The BBC have done a fair write up of a press release.
The killer sentence - and not even the Beeb seems to bother denying this - is "And an EU Directive that requires the most polluting coal- and oil-fired power station to close would result in the likely loss of a further 12GW generation capacity."
As a taxpayer and electricity user* who lives on a small, windy island built on coal, may I suggest that ... er ... coal may the way forward? Unlike nuclear or windmills, it doesn't need subsidies - we can collect tax from the mines, the miners and the generators. It's a safe and reliable energy source under our own feet. And BTW, CO2 is not a pollutant, FFS, it's a perfectly natural, airborne plant food. The coal will last us for centuries, and if and when it runs out, future generations can fill the empty shafts with household waste or something.
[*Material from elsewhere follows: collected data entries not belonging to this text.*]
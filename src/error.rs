//! Error types for the estimating engine.

use std::time::Duration;

use uuid::Uuid;

/// Configuration errors raised while reading the environment.
#[derive(Debug, thiserror::Error)]
pub enum ConfigError {
    #[error("Missing required configuration: {key}")]
    MissingRequired { key: String },

    #[error("Invalid value for {key}: {message}")]
    InvalidValue { key: String, message: String },
}

/// Storage errors.
#[derive(Debug, thiserror::Error)]
pub enum DatabaseError {
    #[error("Connection pool error: {0}")]
    Pool(String),

    #[error("Query failed: {0}")]
    Query(String),

    #[error("{entity} not found: {id}")]
    NotFound { entity: String, id: String },

    #[error("Serialization error: {0}")]
    Serialization(String),

    #[error("Catalog seed error: {0}")]
    Seed(String),
}

impl From<deadpool_postgres::PoolError> for DatabaseError {
    fn from(e: deadpool_postgres::PoolError) -> Self {
        DatabaseError::Pool(e.to_string())
    }
}

impl From<tokio_postgres::Error> for DatabaseError {
    fn from(e: tokio_postgres::Error) -> Self {
        DatabaseError::Query(e.to_string())
    }
}

/// Formula evaluation errors.
#[derive(Debug, Clone, PartialEq, Eq, thiserror::Error)]
pub enum FormulaError {
    #[error("Invalid formula '{formula}': {reason}")]
    InvalidFormula { formula: String, reason: String },
}

/// Price resolution errors.
///
/// A material with no price is not an error; see `PriceResolver::resolve`.
#[derive(Debug, thiserror::Error)]
pub enum PricingError {
    #[error("Price store error: {0}")]
    Database(#[from] DatabaseError),
}

/// Outbound tax rate lookup errors. Always recovered inside the tax resolver.
#[derive(Debug, thiserror::Error)]
pub enum TaxLookupError {
    #[error("No tax rate service configured")]
    NotConfigured,

    #[error("Tax rate request failed: {0}")]
    RequestFailed(String),

    #[error("Tax rate request timed out after {0:?}")]
    Timeout(Duration),

    #[error("Tax rate service returned HTTP {status}")]
    BadStatus { status: u16 },

    #[error("Malformed tax rate response: {0}")]
    InvalidResponse(String),
}

/// Estimate build errors. Any of these aborts the whole estimate.
#[derive(Debug, thiserror::Error)]
pub enum EstimateError {
    #[error("Invalid input for {field}: {reason}")]
    InvalidInput { field: String, reason: String },

    #[error("Line {line}, item '{item}': {source}")]
    InvalidFormula {
        line: usize,
        item: String,
        #[source]
        source: FormulaError,
    },

    #[error("Assembly not found: {0}")]
    AssemblyNotFound(Uuid),

    #[error("No price available for material '{material_slug}' (item '{item}')")]
    MaterialNotFound { material_slug: String, item: String },

    #[error("Amount out of range: {0}")]
    OutOfRange(String),

    #[error("Pricing failed: {0}")]
    Pricing(#[from] PricingError),

    #[error("Storage error: {0}")]
    Database(#[from] DatabaseError),
}

impl EstimateError {
    pub(crate) fn invalid_input(field: impl Into<String>, reason: impl Into<String>) -> Self {
        EstimateError::InvalidInput {
            field: field.into(),
            reason: reason.into(),
        }
    }
}

/// Budget snapshot and reporting errors.
#[derive(Debug, thiserror::Error)]
pub enum BudgetError {
    #[error("Estimate not found: {0}")]
    EstimateNotFound(Uuid),

    #[error("Estimate {estimate_id} does not belong to project {project_id}")]
    ProjectMismatch { project_id: Uuid, estimate_id: Uuid },

    #[error("Estimate {0} is already finalized")]
    AlreadyFinalized(Uuid),

    #[error("Storage error: {0}")]
    Database(#[from] DatabaseError),
}
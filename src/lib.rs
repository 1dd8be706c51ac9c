//! Estimation and pricing engine for landscaping contractors.
//!
//! Turns parametric assemblies (e.g. a paver patio) plus job inputs into a
//! priced estimate, and tracks spend against the baseline captured when the
//! estimate is finalized.
//!
//! ```text
//!                    ┌──────────────────┐
//!   request ────────▶│ EstimateBuilder  │──────▶ Estimate
//!                    └──┬───────┬────┬──┘
//!          formulas ◀───┘       │    └───▶ TaxResolver ──▶ rate service / state table
//!                               ▼
//!                        PriceResolver ──▶ snapshot cache ──▶ supplier → retail → index
//!
//!   finalize ──▶ BudgetService ──▶ BudgetSnapshot ──▶ BudgetReport (vs expenses)
//! ```

pub mod budget;
pub mod cache;
pub mod catalog;
pub mod config;
pub mod db;
pub mod delivery;
pub mod engine;
pub mod error;
pub mod estimation;
pub mod money;
pub mod pricing;
pub mod tax;

pub use budget::{BudgetReport, BudgetService, BudgetSnapshot, Category};
pub use config::EngineConfig;
pub use delivery::{Coordinates, DeliveryEstimator, DeliveryQuote};
pub use engine::Engine;
pub use error::{BudgetError, DatabaseError, EstimateError, FormulaError, PricingError};
pub use estimation::{Estimate, EstimateBuilder, EstimateRequest};
pub use pricing::{PriceQuery, PriceResolver, PriceResult};
pub use tax::{TaxComputation, TaxResolver};
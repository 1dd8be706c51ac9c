//! Unit price resolution.
//!
//! Resolution order for a material:
//! - the newest price snapshot for (material, zip), if still within its TTL
//! - otherwise the provider chain, first answer wins
//!
//! A provider answer for a query with a zip is written back as a new snapshot
//! with that provider's TTL. Snapshot rows are never updated in place.
//! Concurrent resolutions of the same uncached pair may both hit providers
//! and both insert a row; readers take the newest, so that is tolerated.

mod provider;
pub mod region;
mod snapshot;

pub use provider::{IndexProvider, PriceProvider, VendorFeedProvider, default_chain};
pub use region::{RegionalFactorResolver, region_key};
pub use snapshot::PriceSnapshot;

use std::sync::Arc;

use chrono::{DateTime, Utc};
use rust_decimal::Decimal;
use serde::{Deserialize, Serialize};
use uuid::Uuid;

use crate::config::PricingConfig;
use crate::db::PriceStore;
use crate::error::PricingError;

/// A request for a unit price.
#[derive(Debug, Clone, Serialize, Deserialize)]
pub struct PriceQuery {
    pub material_slug: String,
    #[serde(default)]
    pub uom: Option<String>,
    #[serde(default)]
    pub qty: Option<Decimal>,
    #[serde(default)]
    pub zip: Option<String>,
}

impl PriceQuery {
    pub fn new(material_slug: impl Into<String>) -> Self {
        Self {
            material_slug: material_slug.into(),
            uom: None,
            qty: None,
            zip: None,
        }
    }

    pub fn with_zip(mut self, zip: impl Into<String>) -> Self {
        self.zip = Some(zip.into());
        self
    }

    pub fn with_uom(mut self, uom: impl Into<String>) -> Self {
        self.uom = Some(uom.into());
        self
    }

    pub fn with_qty(mut self, qty: Decimal) -> Self {
        self.qty = Some(qty);
        self
    }

    /// The zip with surrounding whitespace removed; `None` when blank.
    /// Snapshot keys and location matching both use this form.
    pub fn location_zip(&self) -> Option<&str> {
        self.zip.as_deref().map(str::trim).filter(|z| !z.is_empty())
    }
}

/// A resolved unit price.
#[derive(Debug, Clone, PartialEq, Serialize, Deserialize)]
pub struct PriceResult {
    pub unit_cost: Decimal,
    pub currency: String,
    /// Vendor the price came from.
    pub source: String,
    /// Provider that produced it.
    pub provider: String,
    pub fetched_at: DateTime<Utc>,
    #[serde(default, skip_serializing_if = "Option::is_none")]
    pub meta: Option<serde_json::Value>,
}

/// Outcome of a resolution, with where it came from.
#[derive(Debug, Clone, PartialEq)]
pub struct Resolution {
    pub price: PriceResult,
    pub from_cache: bool,
}

/// Resolves unit prices through the snapshot cache and provider chain.
pub struct PriceResolver {
    store: Arc<dyn PriceStore>,
    providers: Vec<Arc<dyn PriceProvider>>,
    config: PricingConfig,
}

impl PriceResolver {
    /// Resolver with the standard supplier → retail → index chain.
    pub fn new(store: Arc<dyn PriceStore>, config: PricingConfig) -> Self {
        let providers = default_chain(store.clone());
        Self::with_providers(store, providers, config)
    }

    /// Resolver with a custom provider chain, tried in the given order.
    pub fn with_providers(
        store: Arc<dyn PriceStore>,
        providers: Vec<Arc<dyn PriceProvider>>,
        config: PricingConfig,
    ) -> Self {
        Self {
            store,
            providers,
            config,
        }
    }

    /// Resolve a unit price. `Ok(None)` means no cache entry or provider had
    /// one; the caller decides whether that is fatal.
    pub async fn resolve(&self, query: &PriceQuery) -> Result<Option<PriceResult>, PricingError> {
        Ok(self.resolve_detailed(query).await?.map(|r| r.price))
    }

    /// Like [`resolve`](Self::resolve), also reporting whether the snapshot
    /// cache answered.
    pub async fn resolve_detailed(
        &self,
        query: &PriceQuery,
    ) -> Result<Option<Resolution>, PricingError> {
        let now = Utc::now();

        if let Some(zip) = query.location_zip() {
            if let Some(snapshot) = self
                .store
                .latest_price_snapshot(&query.material_slug, zip)
                .await?
            {
                if snapshot.is_fresh(now) {
                    tracing::debug!(
                        material = %query.material_slug,
                        zip,
                        provider = %snapshot.provider,
                        "Price snapshot hit"
                    );
                    return Ok(Some(Resolution {
                        price: PriceResult {
                            unit_cost: snapshot.unit_cost,
                            currency: "USD".to_string(),
                            source: snapshot.source,
                            provider: snapshot.provider,
                            fetched_at: snapshot.fetched_at,
                            meta: snapshot.meta,
                        },
                        from_cache: true,
                    }));
                }
                tracing::debug!(
                    material = %query.material_slug,
                    zip,
                    age_minutes = snapshot.age(now).num_minutes(),
                    ttl_minutes = snapshot.ttl_minutes,
                    "Price snapshot stale"
                );
            }
        }

        for provider in &self.providers {
            if !provider.can_handle(query) {
                continue;
            }
            let Some(price) = provider.get_price(query).await? else {
                continue;
            };

            tracing::debug!(
                material = %query.material_slug,
                provider = provider.name(),
                source = %price.source,
                unit_cost = %price.unit_cost,
                "Price resolved from provider"
            );

            if let Some(zip) = query.location_zip() {
                self.write_snapshot(query, zip, &price, now).await;
            }

            return Ok(Some(Resolution {
                price,
                from_cache: false,
            }));
        }

        tracing::debug!(material = %query.material_slug, "No price found");
        Ok(None)
    }

    /// Cache a provider answer. A failed write only costs a future cache hit,
    /// so it is logged rather than returned.
    async fn write_snapshot(
        &self,
        query: &PriceQuery,
        zip: &str,
        price: &PriceResult,
        now: DateTime<Utc>,
    ) {
        let snapshot = PriceSnapshot {
            id: Uuid::new_v4(),
            material_slug: query.material_slug.clone(),
            zip: zip.to_string(),
            unit_cost: price.unit_cost,
            source: price.source.clone(),
            provider: price.provider.clone(),
            fetched_at: now,
            ttl_minutes: self.config.ttl_minutes_for(&price.provider),
            meta: price.meta.clone(),
        };

        if let Err(e) = self.store.insert_price_snapshot(&snapshot).await {
            tracing::warn!(
                material = %query.material_slug,
                zip,
                "Failed to write price snapshot: {}",
                e
            );
        }
    }
}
* In common with presumably 99% of the rest of this island's inhabitants.
Nothing subtle about it
2 hours ago
7 comments:
news just in, their might be hope for windmills afterall.
Breakthrough In Energy Storage: New Carbon Material Shows Promise Of Storing Large Quantities Of Renewable Electrical Energy
http://www.sciencedaily.com/releases/2008/09/080916143910.htm
Coal will do in the meantime, be careful not to let a load of blokes from Barnsley hold a gun to your head, SO I suggest hedging your bets with 4th gen Nuclear, pebble bed reactors. Smaller, safer than safe, and quicker to build.
Brilliant! They're going to store energy on slices of breakfast cereal!
Mark - the issue with coal is not the CO2, it's the Sulphur and Nitrogen emissions which create Sulphuric and Nitric Acid in the atmosphere - remember acid rain?
Also, particulate matter - as per the infamous London Smog, which claimed many lives via asthma and respiratory inflammation and infection.
Coal is a very flawed fuel for these reasons.
well you know my views on this: coal and more coal.
but as regards the Directive (the Large Combustion Plants Directive), all the decisions on plants to be closed under that have already been made - by the owners, not the EU or govt - and there's no going back
(plant owners could choose: clean'em up & carry on as long as you like; or don't clean 'em up and you can only use them for another so-many thousand hours, your choice)
once you know a plant is going to close, you stop making routine discretionary investments in it: and when you do that, it just slowly disintegrates, so the plants chosen for "we aren't going to clean 'em up" will definitely close at the end of the period
however, a good brownfield site - with a grid connection & access to cooling water etc - is a great asset, and they'll be used for new plant, for certain
CO2 is a pollutant. Just because it is natural does not mean that too much of it in the wrong place is OK. CO2 does trap heat from solar infra red radiation. This is causing global warming.
Salt (NaCl) is also natural, but in farming systems around the world crops have been poisoned with high salt concentrations. So salt, which by your definition is not a pollutant, is polluting.
I don't understand why people with right of centre or libertarian views are also climate change denyers. In the US, a lot of them are creationists, so I can see their rejection of science, but in the UK?
Don't worry, when the lights go out we can burn the eco-trendies who are digging us in to this shit to heat and light our homes.
Coal is fine, but coal laden with sulphur, in seams that are faulted and shallow, and rather deep down, is crap. Especially since over the years it proved a less reliable supply of energy than oil did.